┌─ TASK INPUT

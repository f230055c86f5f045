//! Settings payload flattening
//!
//! Backends keep a rule's overrides as a flat JSON object, e.g.
//! `{"max_workers": 2, "enable_sort": false}`. This module flattens such an
//! object into the ordered (name, value) pairs of the core rule model.

use retune_core::SettingOverride;
use serde_json::Value;
use tracing::warn;

/// Flatten a JSON settings object into ordered setting overrides.
///
/// Declaration order is preserved, including duplicate handling downstream
/// (apply order decides the effective value). Scalars coerce to their
/// textual form: strings pass through, booleans become `on`/`off`, numbers
/// use their display form. Non-scalar values are skipped with a warning,
/// and a payload that is not an object yields no settings at all.
pub fn settings_from_json(payload: &Value) -> Vec<SettingOverride> {
    let Value::Object(entries) = payload else {
        warn!("override settings payload is not an object; ignoring it");
        return Vec::new();
    };

    let mut settings = Vec::with_capacity(entries.len());
    for (name, value) in entries {
        let value = match value {
            Value::String(s) => s.clone(),
            Value::Bool(true) => "on".to_string(),
            Value::Bool(false) => "off".to_string(),
            Value::Number(n) => n.to_string(),
            Value::Null | Value::Array(_) | Value::Object(_) => {
                warn!("skipping non-scalar override value for '{}'", name);
                continue;
            }
        };
        settings.push(SettingOverride::new(name.clone(), value));
    }
    settings
}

└─

- WHAT NEEDS TO BE DONE: Every line above should be written out again, unchanged.

- ANSWER SPACE:
repository f230055c86f5f045
//! Settings payload flattening
//!
//! Backends keep a rule's overrides as a flat JSON object, e.g.
//! `{"max_workers": 2, "enable_sort": false}`. This module flattens such an
//! object into the ordered (name, value) pairs of the core rule model.

use retune_core::SettingOverride;
use serde_json::Value;
use tracing::warn;

/// Flatten a JSON settings object into ordered setting overrides.
///
/// Declaration order is preserved, including duplicate handling downstream
/// (apply order decides the effective value). Scalars coerce to their
/// textual form: strings pass through, booleans become `on`/`off`, numbers
/// use their display form. Non-scalar values are skipped with a warning,
/// and a payload that is not an object yields no settings at all.
pub fn settings_from_json(payload: &Value) -> Vec<SettingOverride> {
    let Value::Object(entries) = payload else {
        warn!("override settings payload is not an object; ignoring it");
        return Vec::new();
    };

    let mut settings = Vec::with_capacity(entries.len());
    for (name, value) in entries {
        let value = match value {
            Value::String(s) => s.clone(),
            Value::Bool(true) => "on".to_string(),
            Value::Bool(false) => "off".to_string(),
            Value::Number(n) => n.to_string(),
            Value::Null | Value::Array(_) | Value::Object(_) => {
                warn!("skipping non-scalar override value for '{}'", name);
                continue;
            }
        };
        settings.push(SettingOverride::new(name.clone(), value));
    }
    settings
}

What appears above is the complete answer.